* [WHAT THE TASK REQUIRES]:
Below is a listing; repeat exactly the lines from the one containing "self.a * self.d - self.b * self.c" to the one containing "pub fn is_quarter_turn(&self)", both included.

* [DATASET CONTENT]:
== Segment start ==
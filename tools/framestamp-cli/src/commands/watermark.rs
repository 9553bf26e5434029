//! Stamp an overlay image onto a video.

use std::path::PathBuf;

use framestamp_common::AppConfig;
use framestamp_export_engine::{ExportStatus, Watermark, WatermarkPipeline};
use framestamp_media_model::{Placement, Rect};

use super::{default_output, engine, progress_printer, wait_or_cancel};

pub async fn run(
    config: &AppConfig,
    input: PathBuf,
    output: Option<PathBuf>,
    overlay: PathBuf,
    placement: Placement,
) -> anyhow::Result<()> {
    println!("Watermarking: {}", input.display());

    let output = output.unwrap_or_else(|| default_output(config, &input, "-watermarked", "mp4"));
    let watermark = Watermark::open(&overlay, placement)
        .map_err(|e| anyhow::anyhow!("Failed to load overlay: {e}"))?;

    println!("  Overlay: {}", overlay.display());
    println!("  Placement: {placement:?}");
    println!("  Output: {}", output.display());

    let pipeline = WatermarkPipeline::new(engine(config)?);
    let (tx, rx) = tokio::sync::oneshot::channel();
    let session = pipeline
        .add_watermark(
            &input,
            &output,
            move || watermark,
            Some(progress_printer()),
            Box::new(move |ok, path| {
                let _ = tx.send((ok, path));
            }),
        )
        .map_err(|e| anyhow::anyhow!("Failed to start watermark: {e}"))?;

    match wait_or_cancel(&session, rx).await? {
        (true, Some(path)) => {
            println!("\nWatermark complete: {}", path.display());
            Ok(())
        }
        _ if session.status() == ExportStatus::Cancelled => {
            println!("\nWatermark cancelled");
            Ok(())
        }
        _ => match session.error() {
            Some(e) => Err(anyhow::anyhow!("Watermark failed: {e}")),
            None => Err(anyhow::anyhow!("Watermark failed")),
        },
    }
}

/// Resolve the overlay placement from flags, falling back to the config.
pub fn placement(
    config: &AppConfig,
    position: Option<String>,
    margin_x: Option<f64>,
    margin_y: Option<f64>,
    rect: Option<String>,
) -> anyhow::Result<Placement> {
    if let Some(rect) = rect {
        return Ok(Placement::Absolute(parse_rect(&rect)?));
    }

    let defaults = &config.watermark;
    let position = position.unwrap_or_else(|| defaults.position.clone());
    let margin_x = margin_x.unwrap_or(defaults.margin_x);
    let margin_y = margin_y.unwrap_or(defaults.margin_y);
    if margin_x < 0.0 || margin_y < 0.0 {
        return Err(anyhow::anyhow!("Margins must not be negative"));
    }

    Placement::from_corner(&position, margin_x, margin_y).ok_or_else(|| {
        anyhow::anyhow!(
            "Unknown position: {position}. Use: top-left, top-right, bottom-left, bottom-right"
        )
    })
}

/// Parse `x,y,w,h` into a rectangle with a bottom-left origin.
fn parse_rect(value: &str) -> anyhow::Result<Rect> {
    let parts = value
        .split(',')
        .map(|p| p.trim().parse::<f64>())
        .collect::<Result<Vec<_>, _>>()
        .map_err(|e| anyhow::anyhow!("Invalid rect '{value}': {e}"))?;

    let [x, y, w, h] = parts[..] else {
        return Err(anyhow::anyhow!(
            "Invalid rect '{value}': expected x,y,w,h"
        ));
    };
    if w <= 0.0 || h <= 0.0 {
        return Err(anyhow::anyhow!(
            "Invalid rect '{value}': width and height must be positive"
        ));
    }
    Ok(Rect::new(x, y, w, h))
}
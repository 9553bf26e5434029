pub mod check;
pub mod info;
pub mod transcode;
pub mod watermark;

use std::path::{Path, PathBuf};
use std::sync::Arc;

use framestamp_common::AppConfig;
use framestamp_export_engine::{ExportSession, FfmpegEngine, MediaEngine, ProgressCallback};
use tokio::sync::oneshot;

/// ffmpeg engine configured from `config`, or an error pointing at `check`.
pub(crate) fn engine(config: &AppConfig) -> anyhow::Result<Arc<dyn MediaEngine>> {
    let engine = FfmpegEngine::from_config(&config.engine);
    if let Some((binary, _)) = engine.availability().into_iter().find(|(_, ok)| !ok) {
        return Err(anyhow::anyhow!(
            "{binary} not found. Run `framestamp check` for details"
        ));
    }
    tracing::debug!(
        ffmpeg = %config.engine.ffmpeg,
        ffprobe = %config.engine.ffprobe,
        "Using ffmpeg engine"
    );
    Ok(Arc::new(engine))
}

/// `<output_dir>/<input stem><suffix>.<extension>`.
pub(crate) fn default_output(
    config: &AppConfig,
    input: &Path,
    suffix: &str,
    extension: &str,
) -> PathBuf {
    let stem = input
        .file_stem()
        .map(|s| s.to_string_lossy().into_owned())
        .unwrap_or_else(|| "output".to_string());
    config
        .output_dir
        .join(format!("{stem}{suffix}.{extension}"))
}

pub(crate) fn progress_printer() -> ProgressCallback {
    Box::new(|progress| {
        print!("\r  Progress: {:.1}%  ", progress * 100.0);
    })
}

/// Wait for an export to report, cancelling it on Ctrl-C.
pub(crate) async fn wait_or_cancel<T>(
    session: &ExportSession,
    mut done: oneshot::Receiver<T>,
) -> anyhow::Result<T> {
    tokio::select! {
        outcome = &mut done => {
            outcome.map_err(|_| anyhow::anyhow!("Export ended without reporting"))
        }
        _ = tokio::signal::ctrl_c() => {
            tracing::info!("Interrupted; cancelling export");
            println!("\n  Cancelling...");
            session.cancel();
            done.await
                .map_err(|_| anyhow::anyhow!("Export ended without reporting"))
        }
    }
}
//! Sizes, rectangles, and 2D affine transforms.

use serde::{Deserialize, Serialize};

/// A width/height pair in pixels.
#[derive(Debug, Clone, Copy, PartialEq, Default, Serialize, Deserialize)]
pub struct Size {
    pub width: f64,
    pub height: f64,
}

impl Size {
    pub const ZERO: Size = Size {
        width: 0.0,
        height: 0.0,
    };

    pub fn new(width: f64, height: f64) -> Self {
        Self { width, height }
    }

    /// True when either dimension is zero (or negative).
    pub fn is_empty(&self) -> bool {
        self.width <= 0.0 || self.height <= 0.0
    }

    /// Swap width and height.
    pub fn transposed(&self) -> Size {
        Size::new(self.height, self.width)
    }

    /// Dimensions rounded to whole pixels, at least 1x1.
    pub fn to_pixels(&self) -> (u32, u32) {
        (
            self.width.round().max(1.0) as u32,
            self.height.round().max(1.0) as u32,
        )
    }
}

/// A 2D point.
#[derive(Debug, Clone, Copy, PartialEq, Default, Serialize, Deserialize)]
pub struct Point {
    pub x: f64,
    pub y: f64,
}

impl Point {
    pub fn new(x: f64, y: f64) -> Self {
        Self { x, y }
    }
}

/// An axis-aligned rectangle: origin plus size.
#[derive(Debug, Clone, Copy, PartialEq, Default, Serialize, Deserialize)]
pub struct Rect {
    pub x: f64,
    pub y: f64,
    pub width: f64,
    pub height: f64,
}

impl Rect {
    pub fn new(x: f64, y: f64, width: f64, height: f64) -> Self {
        Self {
            x,
            y,
            width,
            height,
        }
    }

    pub fn from_size(size: Size) -> Self {
        Self::new(0.0, 0.0, size.width, size.height)
    }

    pub fn size(&self) -> Size {
        Size::new(self.width, self.height)
    }

    pub fn max_x(&self) -> f64 {
        self.x + self.width
    }

    pub fn max_y(&self) -> f64 {
        self.y + self.height
    }

    /// Whether `other` lies entirely inside this rectangle.
    pub fn contains_rect(&self, other: &Rect) -> bool {
        const EPS: f64 = 1e-9;
        other.x >= self.x - EPS
            && other.y >= self.y - EPS
            && other.max_x() <= self.max_x() + EPS
            && other.max_y() <= self.max_y() + EPS
    }
}

/// A 2D affine transform.
///
/// Maps `(x, y)` to `(a*x + c*y + tx, b*x + d*y + ty)`. Composition follows
/// row-vector convention: `t1.concatenating(t2)` applies `t1` first.
#[derive(Debug, Clone, Copy, PartialEq, Serialize, Deserialize)]
pub struct AffineTransform {
    pub a: f64,
    pub b: f64,
    pub c: f64,
    pub d: f64,
    pub tx: f64,
    pub ty: f64,
}

impl AffineTransform {
    pub const IDENTITY: AffineTransform = AffineTransform {
        a: 1.0,
        b: 0.0,
        c: 0.0,
        d: 1.0,
        tx: 0.0,
        ty: 0.0,
    };

    pub fn new(a: f64, b: f64, c: f64, d: f64, tx: f64, ty: f64) -> Self {
        Self { a, b, c, d, tx, ty }
    }

    pub fn translation(tx: f64, ty: f64) -> Self {
        Self::new(1.0, 0.0, 0.0, 1.0, tx, ty)
    }

    pub fn scale(sx: f64, sy: f64) -> Self {
        Self::new(sx, 0.0, 0.0, sy, 0.0, 0.0)
    }

    /// Orientation transform that displays a `natural` sized raster rotated
    /// clockwise by `degrees` (multiples of 90), keeping it in the positive
    /// quadrant.
    pub fn for_clockwise_rotation(degrees: i32, natural: Size) -> Self {
        match degrees.rem_euclid(360) {
            90 => Self::new(0.0, 1.0, -1.0, 0.0, natural.height, 0.0),
            180 => Self::new(-1.0, 0.0, 0.0, -1.0, natural.width, natural.height),
            270 => Self::new(0.0, -1.0, 1.0, 0.0, 0.0, natural.width),
            _ => Self::IDENTITY,
        }
    }

    /// `self` followed by `other`.
    pub fn concatenating(&self, other: &AffineTransform) -> AffineTransform {
        AffineTransform {
            a: self.a * other.a + self.b * other.c,
            b: self.a * other.b + self.b * other.d,
            c: self.c * other.a + self.d * other.c,
            d: self.c * other.b + self.d * other.d,
            tx: self.tx * other.a + self.ty * other.c + other.tx,
            ty: self.tx * other.b + self.ty * other.d + other.ty,
        }
    }

    /// Scale applied before this transform.
    pub fn scaled_by(&self, sx: f64, sy: f64) -> AffineTransform {
        AffineTransform::scale(sx, sy).concatenating(self)
    }

    /// Translation applied before this transform.
    pub fn translated_by(&self, tx: f64, ty: f64) -> AffineTransform {
        AffineTransform::translation(tx, ty).concatenating(self)
    }

    pub fn apply(&self, p: Point) -> Point {
        Point::new(
            self.a * p.x + self.c * p.y + self.tx,
            self.b * p.x + self.d * p.y + self.ty,
        )
    }

    pub fn determinant(&self) -> f64 {
        self.a * self.d - self.b * self.c
    }

    /// Inverse transform, or `None` if singular.
    pub fn inverted(&self) -> Option<AffineTransform> {
        let det = self.determinant();
        if det.abs() < 1e-12 {
            return None;
        }
        let a = self.d / det;
        let b = -self.b / det;
        let c = -self.c / det;
        let d = self.a / det;
        let tx = -(self.tx * a + self.ty * c);
        let ty = -(self.tx * b + self.ty * d);
        Some(AffineTransform { a, b, c, d, tx, ty })
    }

    /// Rotation angle in degrees, `atan2(b, a)`.
    pub fn rotation_degrees(&self) -> f64 {
        self.b.atan2(self.a).to_degrees()
    }

    /// Whether the transform turns content a quarter turn either way.
    pub fn is_quarter_turn(&self) -> bool {
        let angle = self.rotation_degrees();
        (angle - 90.0).abs() < 1e-6 || (angle + 90.0).abs() < 1e-6
    }

    pub fn is_identity(&self) -> bool {
        const EPS: f64 = 1e-9;
        (self.a - 1.0).abs() < EPS
            && self.b.abs() < EPS
            && self.c.abs() < EPS
            && (self.d - 1.0).abs() < EPS
            && self.tx.abs() < EPS
            && self.ty.abs() < EPS
    }

    /// Bounding box of a rectangle after transformation.
    pub fn apply_to_rect(&self, rect: Rect) -> Rect {
        let corners = [
            self.apply(Point::new(rect.x, rect.y)),
            self.apply(Point::new(rect.max_x(), rect.y)),
            self.apply(Point::new(rect.x, rect.max_y())),
            self.apply(Point::new(rect.max_x(), rect.max_y())),
        ];
        let min_x = corners.iter().map(|p| p.x).fold(f64::INFINITY, f64::min);
        let min_y = corners.iter().map(|p| p.y).fold(f64::INFINITY, f64::min);
        let max_x = corners.iter().map(|p| p.x).fold(f64::NEG_INFINITY, f64::max);
        let max_y = corners.iter().map(|p| p.y).fold(f64::NEG_INFINITY, f64::max);
        Rect::new(min_x, min_y, max_x - min_x, max_y - min_y)
    }
}

impl Default for AffineTransform {
    fn default() -> Self {
        Self::IDENTITY
    }
}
== Segment end ==
* [SOLUTION FOR THIS EXERCISE]:
        self.a * self.d - self.b * self.c
    }

    /// Inverse transform, or `None` if singular.
    pub fn inverted(&self) -> Option<AffineTransform> {
        let det = self.determinant();
        if det.abs() < 1e-12 {
            return None;
        }
        let a = self.d / det;
        let b = -self.b / det;
        let c = -self.c / det;
        let d = self.a / det;
        let tx = -(self.tx * a + self.ty * c);
        let ty = -(self.tx * b + self.ty * d);
        Some(AffineTransform { a, b, c, d, tx, ty })
    }

    /// Rotation angle in degrees, `atan2(b, a)`.
    pub fn rotation_degrees(&self) -> f64 {
        self.b.atan2(self.a).to_degrees()
    }

    /// Whether the transform turns content a quarter turn either way.
    pub fn is_quarter_turn(&self) -> bool {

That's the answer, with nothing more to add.